> [Task prompt]: Go through the data below. Pull out every line that has the word "const".

•••

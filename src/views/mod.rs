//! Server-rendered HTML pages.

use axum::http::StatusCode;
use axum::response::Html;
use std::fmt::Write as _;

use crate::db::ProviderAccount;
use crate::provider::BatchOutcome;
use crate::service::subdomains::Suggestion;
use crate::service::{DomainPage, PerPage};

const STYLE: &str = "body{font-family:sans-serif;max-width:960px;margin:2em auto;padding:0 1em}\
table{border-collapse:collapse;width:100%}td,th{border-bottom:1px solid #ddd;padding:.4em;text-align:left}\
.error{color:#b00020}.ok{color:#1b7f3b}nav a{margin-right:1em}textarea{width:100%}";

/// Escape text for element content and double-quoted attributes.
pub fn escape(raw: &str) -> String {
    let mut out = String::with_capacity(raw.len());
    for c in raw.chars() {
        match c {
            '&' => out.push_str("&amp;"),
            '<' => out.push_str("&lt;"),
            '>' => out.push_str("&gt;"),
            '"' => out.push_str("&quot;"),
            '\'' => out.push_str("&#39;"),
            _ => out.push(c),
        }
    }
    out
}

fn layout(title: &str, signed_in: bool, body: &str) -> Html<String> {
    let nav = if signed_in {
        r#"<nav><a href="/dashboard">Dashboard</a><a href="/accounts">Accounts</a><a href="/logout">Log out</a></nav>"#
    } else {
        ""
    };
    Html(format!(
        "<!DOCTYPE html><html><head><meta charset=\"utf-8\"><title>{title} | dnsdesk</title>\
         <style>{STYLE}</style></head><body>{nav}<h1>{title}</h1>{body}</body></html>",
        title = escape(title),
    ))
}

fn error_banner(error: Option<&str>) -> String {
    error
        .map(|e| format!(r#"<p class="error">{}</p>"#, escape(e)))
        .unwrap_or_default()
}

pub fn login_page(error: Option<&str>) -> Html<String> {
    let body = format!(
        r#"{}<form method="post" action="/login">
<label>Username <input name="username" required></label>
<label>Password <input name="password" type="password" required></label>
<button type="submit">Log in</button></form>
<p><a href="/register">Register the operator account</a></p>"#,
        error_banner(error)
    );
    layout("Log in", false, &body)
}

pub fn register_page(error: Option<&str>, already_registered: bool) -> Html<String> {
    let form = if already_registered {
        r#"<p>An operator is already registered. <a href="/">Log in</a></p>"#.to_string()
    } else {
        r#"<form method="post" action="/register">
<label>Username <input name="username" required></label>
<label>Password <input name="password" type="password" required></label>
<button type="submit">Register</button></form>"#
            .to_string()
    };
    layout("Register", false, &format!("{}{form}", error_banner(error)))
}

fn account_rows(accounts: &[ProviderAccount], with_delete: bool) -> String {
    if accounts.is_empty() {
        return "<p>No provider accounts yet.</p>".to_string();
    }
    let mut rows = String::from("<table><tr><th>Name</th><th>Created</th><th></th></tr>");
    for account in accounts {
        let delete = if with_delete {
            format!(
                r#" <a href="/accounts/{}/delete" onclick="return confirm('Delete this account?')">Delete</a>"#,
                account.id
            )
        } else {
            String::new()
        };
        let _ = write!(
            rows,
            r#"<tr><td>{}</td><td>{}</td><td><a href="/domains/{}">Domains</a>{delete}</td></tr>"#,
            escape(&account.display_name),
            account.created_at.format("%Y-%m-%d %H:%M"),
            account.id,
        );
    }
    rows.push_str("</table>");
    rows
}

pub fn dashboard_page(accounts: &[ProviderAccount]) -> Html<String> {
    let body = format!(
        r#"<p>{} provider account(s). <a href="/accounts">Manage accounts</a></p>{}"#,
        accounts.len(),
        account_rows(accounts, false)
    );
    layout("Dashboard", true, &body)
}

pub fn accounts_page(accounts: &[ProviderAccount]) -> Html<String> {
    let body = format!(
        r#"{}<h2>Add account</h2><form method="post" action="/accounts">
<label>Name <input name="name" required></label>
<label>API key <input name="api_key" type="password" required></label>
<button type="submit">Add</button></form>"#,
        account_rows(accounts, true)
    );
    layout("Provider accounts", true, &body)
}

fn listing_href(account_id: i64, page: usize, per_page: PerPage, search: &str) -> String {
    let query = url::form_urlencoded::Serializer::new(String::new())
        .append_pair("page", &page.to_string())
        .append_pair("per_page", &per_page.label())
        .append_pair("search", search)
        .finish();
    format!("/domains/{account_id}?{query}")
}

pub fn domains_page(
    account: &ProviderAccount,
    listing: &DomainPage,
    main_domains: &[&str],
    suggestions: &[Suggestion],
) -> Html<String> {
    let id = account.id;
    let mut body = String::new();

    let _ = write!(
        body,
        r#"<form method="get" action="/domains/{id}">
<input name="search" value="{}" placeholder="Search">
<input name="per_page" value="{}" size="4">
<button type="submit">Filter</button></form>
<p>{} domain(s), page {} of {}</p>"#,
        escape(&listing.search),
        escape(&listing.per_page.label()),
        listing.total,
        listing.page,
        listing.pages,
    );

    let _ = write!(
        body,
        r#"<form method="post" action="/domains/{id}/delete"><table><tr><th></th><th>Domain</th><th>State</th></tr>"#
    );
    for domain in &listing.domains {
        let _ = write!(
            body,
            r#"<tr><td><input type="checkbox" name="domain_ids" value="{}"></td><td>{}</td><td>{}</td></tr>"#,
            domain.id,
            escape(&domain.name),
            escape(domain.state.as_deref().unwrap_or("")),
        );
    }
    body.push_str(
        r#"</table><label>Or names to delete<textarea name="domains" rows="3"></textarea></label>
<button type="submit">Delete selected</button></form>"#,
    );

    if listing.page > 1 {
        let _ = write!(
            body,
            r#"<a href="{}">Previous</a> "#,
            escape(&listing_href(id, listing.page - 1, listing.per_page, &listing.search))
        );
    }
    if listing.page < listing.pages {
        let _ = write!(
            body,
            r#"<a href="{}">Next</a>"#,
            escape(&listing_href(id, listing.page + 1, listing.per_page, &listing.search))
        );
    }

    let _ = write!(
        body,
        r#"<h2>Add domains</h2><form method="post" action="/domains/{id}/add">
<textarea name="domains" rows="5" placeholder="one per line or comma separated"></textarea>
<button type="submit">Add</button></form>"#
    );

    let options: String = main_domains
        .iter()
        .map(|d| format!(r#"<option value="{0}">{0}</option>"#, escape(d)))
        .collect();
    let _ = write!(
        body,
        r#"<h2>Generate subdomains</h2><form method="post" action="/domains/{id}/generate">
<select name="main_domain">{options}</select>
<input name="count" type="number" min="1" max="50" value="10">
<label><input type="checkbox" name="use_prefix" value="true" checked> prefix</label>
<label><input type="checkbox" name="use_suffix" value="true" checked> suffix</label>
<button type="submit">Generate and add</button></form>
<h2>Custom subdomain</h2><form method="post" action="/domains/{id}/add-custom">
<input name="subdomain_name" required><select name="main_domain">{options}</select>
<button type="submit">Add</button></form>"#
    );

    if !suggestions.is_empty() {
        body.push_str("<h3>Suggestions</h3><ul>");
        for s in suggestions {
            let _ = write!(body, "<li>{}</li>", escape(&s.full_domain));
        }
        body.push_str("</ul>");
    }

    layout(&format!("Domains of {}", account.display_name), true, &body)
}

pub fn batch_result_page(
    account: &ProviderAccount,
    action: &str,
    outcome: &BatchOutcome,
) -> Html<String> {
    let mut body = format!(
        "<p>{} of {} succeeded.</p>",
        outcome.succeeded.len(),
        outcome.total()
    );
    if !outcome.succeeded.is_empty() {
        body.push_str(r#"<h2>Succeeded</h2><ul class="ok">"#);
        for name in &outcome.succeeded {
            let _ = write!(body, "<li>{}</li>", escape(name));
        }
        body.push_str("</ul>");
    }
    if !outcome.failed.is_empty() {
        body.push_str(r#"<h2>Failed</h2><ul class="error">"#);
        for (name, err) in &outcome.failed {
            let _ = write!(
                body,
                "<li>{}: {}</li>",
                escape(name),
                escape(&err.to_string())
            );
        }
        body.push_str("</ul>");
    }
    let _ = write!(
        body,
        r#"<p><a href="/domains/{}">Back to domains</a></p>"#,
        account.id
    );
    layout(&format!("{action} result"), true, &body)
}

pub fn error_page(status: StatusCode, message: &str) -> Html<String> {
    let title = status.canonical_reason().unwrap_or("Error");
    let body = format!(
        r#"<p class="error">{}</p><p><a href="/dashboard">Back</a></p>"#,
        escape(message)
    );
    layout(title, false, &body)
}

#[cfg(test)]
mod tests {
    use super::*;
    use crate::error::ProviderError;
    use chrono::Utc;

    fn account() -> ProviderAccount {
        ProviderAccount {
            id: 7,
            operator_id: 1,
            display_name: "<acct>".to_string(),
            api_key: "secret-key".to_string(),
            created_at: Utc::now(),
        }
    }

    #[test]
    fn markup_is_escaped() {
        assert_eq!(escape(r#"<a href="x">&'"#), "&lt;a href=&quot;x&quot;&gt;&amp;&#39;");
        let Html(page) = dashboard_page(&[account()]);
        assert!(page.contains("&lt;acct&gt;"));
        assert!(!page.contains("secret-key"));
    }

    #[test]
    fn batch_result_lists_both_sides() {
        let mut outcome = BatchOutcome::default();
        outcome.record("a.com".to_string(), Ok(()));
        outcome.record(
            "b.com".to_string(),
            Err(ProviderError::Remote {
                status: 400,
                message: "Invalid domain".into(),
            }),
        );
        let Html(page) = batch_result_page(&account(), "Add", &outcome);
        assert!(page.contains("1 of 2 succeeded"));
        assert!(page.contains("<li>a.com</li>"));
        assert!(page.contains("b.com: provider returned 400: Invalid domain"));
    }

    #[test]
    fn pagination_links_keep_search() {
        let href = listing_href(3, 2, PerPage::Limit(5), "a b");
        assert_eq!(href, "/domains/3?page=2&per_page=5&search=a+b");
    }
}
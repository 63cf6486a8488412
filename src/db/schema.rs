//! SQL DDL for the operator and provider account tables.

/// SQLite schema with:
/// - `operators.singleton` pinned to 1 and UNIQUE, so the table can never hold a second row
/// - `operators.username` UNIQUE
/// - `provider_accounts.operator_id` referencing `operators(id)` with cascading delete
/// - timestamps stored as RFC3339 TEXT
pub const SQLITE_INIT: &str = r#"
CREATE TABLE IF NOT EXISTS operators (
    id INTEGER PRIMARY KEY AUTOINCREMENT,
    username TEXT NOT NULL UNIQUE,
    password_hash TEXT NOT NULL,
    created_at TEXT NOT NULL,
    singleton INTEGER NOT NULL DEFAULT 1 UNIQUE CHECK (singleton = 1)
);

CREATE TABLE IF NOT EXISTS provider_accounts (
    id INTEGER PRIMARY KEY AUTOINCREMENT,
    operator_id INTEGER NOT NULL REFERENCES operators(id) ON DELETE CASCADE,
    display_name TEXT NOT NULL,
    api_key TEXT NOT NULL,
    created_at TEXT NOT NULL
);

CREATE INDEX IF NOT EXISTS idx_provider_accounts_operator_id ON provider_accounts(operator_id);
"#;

•••

> [Answer to this problem]:
const STYLE: &str = "body{font-family:sans-serif;max-width:960px;margin:2em auto;padding:0 1em}\
pub const SQLITE_INIT: &str = r#"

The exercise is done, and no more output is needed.